That was, in fact, the stumbling block to his initial plan—just buy saliva collection kits, which might have gained him back some of those lost hours of sleep. “We were going to,” he says. “To be honest with you, we wanted the easy way out—just buy a kit and send it to our clients.”

They found, however, that many of the supposed DNA virus-protecting kits on the market contained a detergent, usually SDS, which degraded the virus. “If I had time to do my science work,” he says, in a familiar pandemic lament, “it’s more than likely that the detergent is ripping apart the lipid wall of the virus and exposing the RNA.” The lab would need to build its own kits, Dr. Barker reluctantly concluded.

The DIY model continues to evolve. The kit uses a funnel adapter to make it easier for patients to deposit their specimen, and early on Dr.

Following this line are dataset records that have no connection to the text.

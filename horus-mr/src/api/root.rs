//! Service descriptor at `/`

use axum::Json;
use serde::Serialize;
use std::collections::BTreeMap;

use crate::assigner::SERVER_VERSION;

/// Public endpoints and their descriptions, also printed at startup
pub const ENDPOINTS: [(&str, &str); 4] = [
    ("POST /api/match-records", "提交比赛记录"),
    ("GET /api/match-records", "获取所有比赛记录"),
    ("GET /api/match-records/<record_id>", "获取特定比赛记录"),
    ("GET /api/health", "健康检查"),
];

#[derive(Debug, Serialize)]
pub struct ServiceDescriptor {
    pub success: bool,
    pub message: String,
    pub version: String,
    pub endpoints: BTreeMap<String, String>,
}

/// GET /
pub async fn service_descriptor() -> Json<ServiceDescriptor> {
    Json(ServiceDescriptor {
        success: true,
        message: "Horus Match Records API Server".to_string(),
        version: SERVER_VERSION.to_string(),
        endpoints: ENDPOINTS
            .iter()
            .map(|(route, description)| (route.to_string(), description.to_string()))
            .collect(),
    })
}
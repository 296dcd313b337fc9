//! # Horus Common Library
//!
//! Shared code for the Horus match-records services:
//! - Error types
//! - Configuration resolution (CLI, environment, TOML, compiled defaults)
//! - Timestamp formatting
//! - Identifier generation

pub mod config;
pub mod error;
pub mod time;
pub mod uuid_utils;

pub use error::{Error, Result};
//! Record persistence
//!
//! The HTTP layer only sees the [`RecordStore`] trait. [`FileRecordStore`]
//! keeps one JSON document per record and scans the whole storage root on
//! every read; an indexed backend can replace it without touching handlers.

use std::path::PathBuf;

use async_trait::async_trait;
use thiserror::Error;

use crate::models::{MatchRecord, RecordSummary};

mod file;

pub use file::{record_file_stem, FileRecordStore, RECORD_EXTENSION};

/// Storage faults. A missing record is not an error; see [`RecordStore::get_by_id`].
#[derive(Debug, Error)]
pub enum StoreError {
    #[error("Failed to create storage root {path}: {source}")]
    Init {
        path: PathBuf,
        #[source]
        source: std::io::Error,
    },

    #[error("Failed to write record {path}: {source}")]
    Write {
        path: PathBuf,
        #[source]
        source: std::io::Error,
    },

    #[error("Failed to enumerate storage root {path}: {source}")]
    Read {
        path: PathBuf,
        #[source]
        source: std::io::Error,
    },

    #[error("Failed to serialize record: {0}")]
    Serialize(#[from] serde_json::Error),
}

#[async_trait]
pub trait RecordStore: Send + Sync {
    /// Ensure the storage location exists; idempotent
    async fn init(&self) -> Result<(), StoreError>;

    /// Persist a new record and return the name of its storage unit
    async fn create(&self, record: &MatchRecord) -> Result<String, StoreError>;

    /// Summaries of every readable record, newest `receivedAt` first
    async fn list_summaries(&self) -> Result<Vec<RecordSummary>, StoreError>;

    /// Look up a record by its id; `Ok(None)` when no record matches
    async fn get_by_id(&self, id: &str) -> Result<Option<MatchRecord>, StoreError>;
}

Barker was able to secure that supply line. “But at the same time I commissioned a group in California to make a mold for me,” so ARUP could manufacture its own funnels. He anticipated it being ready in October.

Dr. Barker has in a sense taken on the understudy role of manufacturer. His motivation is self-evident: “I don’t trust the supply lines anymore,” he says. With ARUP owning its supply line, “Those molds give us about 150,000 funnels a week. And we won’t have to deal with companies that might run short.”

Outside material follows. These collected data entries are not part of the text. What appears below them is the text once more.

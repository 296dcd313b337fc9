//! Common error types for Horus

use thiserror::Error;

/// Common result type for Horus operations
pub type Result<T> = std::result::Result<T, Error>;

/// Common error types across Horus services
#[derive(Error, Debug)]
pub enum Error {
    /// I/O operation error (wraps std::io::Error)
    #[error("IO error: {0}")]
    Io(#[from] std::io::Error),

    /// TOML config file could not be parsed
    #[error("Config parse error: {0}")]
    Toml(#[from] toml::de::Error),

    /// Configuration loading or validation error
    #[error("Configuration error: {0}")]
    Config(String),
}
//! Required-field validation for inbound match records

use serde_json::{Map, Value};

/// Keys every submission must carry, in reporting order
pub const REQUIRED_FIELDS: [&str; 3] = ["event", "matchCode", "teamNo"];

#[derive(Debug, Clone, PartialEq, Eq)]
pub enum ValidationResult {
    Accepted,
    /// Offending keys, always in `REQUIRED_FIELDS` order
    Rejected { missing_fields: Vec<&'static str> },
}

impl ValidationResult {
    pub fn is_accepted(&self) -> bool {
        matches!(self, ValidationResult::Accepted)
    }
}

/// Check a payload against the required-field contract
pub fn validate(payload: &Map<String, Value>) -> ValidationResult {
    let missing_fields: Vec<&'static str> = REQUIRED_FIELDS
        .iter()
        .copied()
        .filter(|key| payload.get(*key).map_or(true, is_blank))
        .collect();

    if missing_fields.is_empty() {
        ValidationResult::Accepted
    } else {
        ValidationResult::Rejected { missing_fields }
    }
}

/// A present value still counts as missing when it is null, false, zero or empty
fn is_blank(value: &Value) -> bool {
    match value {
        Value::Null => true,
        Value::Bool(b) => !b,
        Value::Number(n) => n.as_f64() == Some(0.0),
        Value::String(s) => s.is_empty(),
        Value::Array(a) => a.is_empty(),
        Value::Object(o) => o.is_empty(),
    }
}

#[cfg(test)]
mod tests {
    use super::*;
    use serde_json::json;

    fn payload(value: Value) -> Map<String, Value> {
        match value {
            Value::Object(map) => map,
            other => panic!("expected object, got {}", other),
        }
    }

    #[test]
    fn test_complete_payload_accepted() {
        let result = validate(&payload(json!({"event": "Q1", "matchCode": "M10", "teamNo": 42})));
        assert!(result.is_accepted());
    }

    #[test]
    fn test_string_team_no_accepted() {
        let result = validate(&payload(json!({"event": "Q1", "matchCode": "M10", "teamNo": "4242"})));
        assert_eq!(result, ValidationResult::Accepted);
    }

    #[test]
    fn test_empty_payload_reports_all_in_order() {
        let result = validate(&Map::new());
        assert_eq!(
            result,
            ValidationResult::Rejected {
                missing_fields: vec!["event", "matchCode", "teamNo"]
            }
        );
    }

    #[test]
    fn test_order_is_fixed_regardless_of_payload_order() {
        let result = validate(&payload(json!({"teamNo": "", "matchCode": "M1", "event": null})));
        assert_eq!(
            result,
            ValidationResult::Rejected {
                missing_fields: vec!["event", "teamNo"]
            }
        );
    }

    #[test]
    fn test_falsy_values_are_missing() {
        for blank in [json!(null), json!(""), json!(0), json!(0.0), json!(false), json!([]), json!({})] {
            let result = validate(&payload(json!({"event": "Q1", "matchCode": blank.clone(), "teamNo": 7})));
            assert_eq!(
                result,
                ValidationResult::Rejected {
                    missing_fields: vec!["matchCode"]
                },
                "value {} should count as missing",
                blank
            );
        }
    }

    #[test]
    fn test_extra_fields_ignored() {
        let result = validate(&payload(json!({
            "event": "Q1", "matchCode": "M10", "teamNo": 42, "anything": [1, 2, 3]
        })));
        assert!(result.is_accepted());
    }
}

Contemplating the scene, he continues: “That’s what COVID does. When we get a nice supply line in from a company for one week, the following week it will be wiped out. That’s why we moved off on our own—making our own kits is the only reliable way I can make sure I get about 50,000 to 60,000 of them a week.”

Dr. Barker took his first steps toward saliva in March, when he saw on the news that northern Italy was shutting down. Knowing that Copan’s manufacturing plant was located in the region, “I remember turning to my wife and saying, ‘That’s where we get—where the whole world gets—swabs and media for viruses.’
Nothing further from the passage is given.